缺月当空,正是人困马乏的时刻,凌祈暄身上穿着一件轻便的软甲,马背上挂着一些干粮。瞥一眼严阵以待的士兵,各个打起了精神,只待他一声令下,大军便开拔回京。
大军的后方同样有一人着枣红色软甲,乌发用一根柔软的布条束在头顶。他面上较凌祈暄多了些肃穆,却是蓝卿月压在阵尾。他恨不得插了翅膀立时回到京城,心中却明了这回去的路定然坎坷异常,还是与大军同行裨益良多。
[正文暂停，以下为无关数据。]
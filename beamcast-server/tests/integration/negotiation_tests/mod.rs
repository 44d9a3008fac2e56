mod test_answer_follows_offer;
mod test_candidates_after_description;
mod test_departure_mid_negotiation;
mod test_endpoint_originates_offer;
mod test_malformed_offer_fails_session;
use crate::error::EngineError;
use crate::signaling::router::SignalingRouter;
use crate::signaling::signaling_output::SignalingOutput;
use async_trait::async_trait;
use axum::extract::ws::Message;
use beamcast_core::{PeerId, SdpKind, SignalMessage};
use dashmap::DashMap;
use std::sync::Arc;
use tokio::sync::mpsc;
use webrtc::ice_transport::ice_candidate::RTCIceCandidateInit;

struct SignalingInner {
    peers: DashMap<PeerId, mpsc::UnboundedSender<Message>>,
}

/// Transport-side peer table plus the outbound send path. Cheap to clone;
/// one instance is shared between the WebSocket handlers and the engine.
#[derive(Clone)]
pub struct SignalingService {
    inner: Arc<SignalingInner>,
    pub(crate) router: SignalingRouter,
}

impl SignalingService {
    pub fn new(router: SignalingRouter) -> Self {
        Self {
            inner: Arc::new(SignalingInner {
                peers: DashMap::new(),
            }),
            router,
        }
    }

    pub fn router(&self) -> &SignalingRouter {
        &self.router
    }

    pub fn add_peer(&self, peer_id: PeerId, tx: mpsc::UnboundedSender<Message>) {
        self.inner.peers.insert(peer_id, tx);
    }

    pub fn remove_peer(&self, peer_id: &PeerId) {
        self.inner.peers.remove(peer_id);
    }

    pub fn send_signal(&self, peer_id: &PeerId, msg: &SignalMessage) -> Result<(), EngineError> {
        let Some(peer) = self.inner.peers.get(peer_id) else {
            return Err(EngineError::TransportSend {
                peer_id: peer_id.clone(),
                reason: "peer is not connected".to_owned(),
            });
        };

        let json = serde_json::to_string(msg).map_err(|e| EngineError::TransportSend {
            peer_id: peer_id.clone(),
            reason: format!("serialization failed: {e}"),
        })?;

        peer.send(Message::Text(json.into()))
            .map_err(|_| EngineError::TransportSend {
                peer_id: peer_id.clone(),
                reason: "channel closed".to_owned(),
            })
    }
}

#[async_trait]
impl SignalingOutput for SignalingService {
    async fn send_description(
        &self,
        peer_id: PeerId,
        kind: SdpKind,
        sdp: String,
    ) -> Result<(), EngineError> {
        let msg = SignalMessage::description(kind, sdp);
        self.send_signal(&peer_id, &msg)
    }

    async fn send_candidate(
        &self,
        peer_id: PeerId,
        candidate: RTCIceCandidateInit,
    ) -> Result<(), EngineError> {
        let msg = SignalMessage::Candidate {
            candidate: candidate.candidate,
            sdp_mid: candidate.sdp_mid,
            sdp_m_line_index: candidate.sdp_mline_index,
        };
        self.send_signal(&peer_id, &msg)
    }
}
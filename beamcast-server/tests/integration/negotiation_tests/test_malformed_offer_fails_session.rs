use beamcast_core::{PeerId, SignalMessage};

use crate::integration::{create_test_engine, init_tracing};
use crate::utils::{CONNECTION_TIMEOUT_MS, TestClient, TestClientConfig, perform_signaling};

#[tokio::test]
async fn test_malformed_offer_fails_only_its_session() {
    init_tracing();

    let (router, mut signal_rx, signaling) = create_test_engine();

    // A peer whose offer cannot be applied ends up failed and silent.
    let broken = PeerId::new();
    router
        .peer_connected(broken.clone())
        .await
        .expect("Engine should stay up");
    router
        .dispatch(
            broken.clone(),
            SignalMessage::Offer {
                sdp: "this is not an sdp".to_owned(),
            },
        )
        .await
        .expect("Engine should stay up");

    // A healthy peer on the same engine is unaffected.
    let peer_id = PeerId::new();
    let client = TestClient::new(peer_id.clone(), TestClientConfig::default())
        .await
        .expect("Failed to create test client");

    perform_signaling(&client, &router, &mut signal_rx)
        .await
        .expect("Healthy peer should still negotiate");

    client
        .wait_for_connection(CONNECTION_TIMEOUT_MS)
        .await
        .expect("Connection not established");

    assert!(
        signaling.descriptions_for(&broken).await.is_empty(),
        "failed session must not emit a description"
    );

    client.close().await.expect("Failed to close client");
}
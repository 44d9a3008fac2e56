use beamcast_core::PeerId;

use crate::integration::{create_test_engine, init_tracing};
use crate::utils::{
    CONNECTION_TIMEOUT_MS, OutboundSignal, TestClient, TestClientConfig, perform_signaling,
};

#[tokio::test]
async fn test_candidates_follow_the_description() {
    init_tracing();

    let (router, mut signal_rx, signaling) = create_test_engine();

    let peer_id = PeerId::new();
    let client = TestClient::new(peer_id.clone(), TestClientConfig::default())
        .await
        .expect("Failed to create test client");

    perform_signaling(&client, &router, &mut signal_rx)
        .await
        .expect("Signaling failed");

    client
        .wait_for_connection(CONNECTION_TIMEOUT_MS)
        .await
        .expect("Connection not established");

    let signals = signaling.signals_for(&peer_id).await;

    // The answer leads; every candidate trails it, buffered ones first and
    // in discovery order.
    let first_description = signals
        .iter()
        .position(|s| matches!(s, OutboundSignal::Description { .. }))
        .expect("no description was sent");
    assert_eq!(first_description, 0, "description must precede all candidates");

    let descriptions = signals
        .iter()
        .filter(|s| matches!(s, OutboundSignal::Description { .. }))
        .count();
    assert_eq!(descriptions, 1, "a single round sends a single description");

    let candidates = signaling.candidates_for(&peer_id).await;
    assert!(
        !candidates.is_empty(),
        "expected at least one trickled host candidate"
    );

    client.close().await.expect("Failed to close client");
}
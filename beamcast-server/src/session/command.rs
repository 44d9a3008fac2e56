use beamcast_core::{PeerId, SdpKind};
use webrtc::ice_transport::ice_candidate::RTCIceCandidateInit;

/// Commands entering the engine from the signaling front.
#[derive(Debug)]
pub enum SessionCommand {
    /// First contact from a peer identity. Idempotent for known peers.
    PeerArrived { peer_id: PeerId },

    /// Ask the endpoint to originate the exchange with a local offer instead
    /// of waiting for the peer to send one.
    BeginNegotiation { peer_id: PeerId },

    /// A remote session description arrived over signaling.
    RemoteDescription {
        peer_id: PeerId,
        kind: SdpKind,
        sdp: String,
    },

    /// A remote ICE candidate arrived over signaling.
    RemoteCandidate {
        peer_id: PeerId,
        candidate: RTCIceCandidateInit,
    },

    /// The peer's signaling channel closed or errored.
    PeerDeparted { peer_id: PeerId },
}
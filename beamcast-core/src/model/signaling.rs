use serde::{Deserialize, Serialize};
use std::fmt;

#[derive(Debug, Clone, Serialize, Deserialize)]
pub struct IceServerConfig {
    pub urls: Vec<String>,
    pub username: Option<String>,
    pub credential: Option<String>,
}

/// Kind tag of a session description, as it appears on the wire.
#[derive(Debug, Clone, Copy, PartialEq, Eq)]
pub enum SdpKind {
    Offer,
    Answer,
}

impl fmt::Display for SdpKind {
    fn fmt(&self, f: &mut fmt::Formatter<'_>) -> fmt::Result {
        match self {
            SdpKind::Offer => write!(f, "offer"),
            SdpKind::Answer => write!(f, "answer"),
        }
    }
}

/// One signaling frame. The JSON shape is fixed by the browser side:
/// `{"type": "...", "sdp": ..., "candidate": ..., "sdpMid": ..., "sdpMLineIndex": ...}`.
#[derive(Debug, Clone, Serialize, Deserialize, PartialEq)]
#[serde(tag = "type", rename_all = "lowercase")]
pub enum SignalMessage {
    Connect,
    Offer {
        sdp: String,
    },
    Answer {
        sdp: String,
    },
    Candidate {
        candidate: String,
        #[serde(rename = "sdpMid")]
        sdp_mid: Option<String>,
        #[serde(rename = "sdpMLineIndex")]
        sdp_m_line_index: Option<u16>,
    },
}

impl SignalMessage {
    pub fn description(kind: SdpKind, sdp: String) -> Self {
        match kind {
            SdpKind::Offer => SignalMessage::Offer { sdp },
            SdpKind::Answer => SignalMessage::Answer { sdp },
        }
    }
}
use crate::error::EngineError;
use beamcast_core::{PeerId, SdpKind};
use std::sync::Arc;
use webrtc::ice_transport::ice_candidate::RTCIceCandidateInit;
use webrtc::peer_connection::peer_connection_state::RTCPeerConnectionState;
use webrtc::peer_connection::sdp::session_description::RTCSessionDescription;
use webrtc::track::track_remote::TrackRemote;

/// Everything a live peer connection reports back into the engine loop:
/// callback traffic plus the completions of spawned negotiation steps.
pub enum ConnectionEvent {
    /// The ICE agent discovered a local candidate (Trickle ICE).
    LocalCandidate(PeerId, RTCIceCandidateInit),

    /// Transport-level connection state changed.
    StateChanged(PeerId, RTCPeerConnectionState),

    /// The remote side added a media track.
    RemoteTrack(PeerId, Arc<TrackRemote>),

    /// A spawned create-offer/create-answer step finished.
    DescriptionCreated {
        peer_id: PeerId,
        kind: SdpKind,
        result: Result<RTCSessionDescription, EngineError>,
    },

    /// A spawned set-local-description step finished; on success the applied
    /// description is handed back so it can be transmitted.
    LocalDescriptionApplied {
        peer_id: PeerId,
        kind: SdpKind,
        result: Result<RTCSessionDescription, EngineError>,
    },

    /// A spawned set-remote-description step finished.
    RemoteDescriptionApplied {
        peer_id: PeerId,
        kind: SdpKind,
        result: Result<(), EngineError>,
    },
}
pub mod model;

pub use model::{IceServerConfig, PeerId, SdpKind, SignalMessage};
pub use beamcast_core::model::PeerId;

pub mod model {
    pub use beamcast_core::model::*;
}

#[cfg(feature = "server")]
pub mod server {
    pub use beamcast_server::*;
}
帐子内如往常那般燃着油灯,约莫三成的帐子中此刻空无一人。大多人不知将军要走的消息,在他们沉沉陷入梦中的一刻,凌祈暄大手一挥,整个队伍启程。
趁着星月,三个时辰的急行军下來,饶是一些耐力好的士兵,也感觉双腿如灌铅一般,更何况他们离去的动作要轻,不能惊扰了沉睡中的兄弟,一个个小心翼翼提着心神,此刻月已隐去了身形,凌祈暄方才命令整个队伍原地休整。
这一路行來,不见任何阻碍,凌祈暄始终觉得心头不安。直至手下全部隐入林中休整,他心头才警醒。仿佛安静过头了,本应是朝气蓬勃的早晨连鸟鸣声也不闻一丝,整个林子里透出死一般的寂静。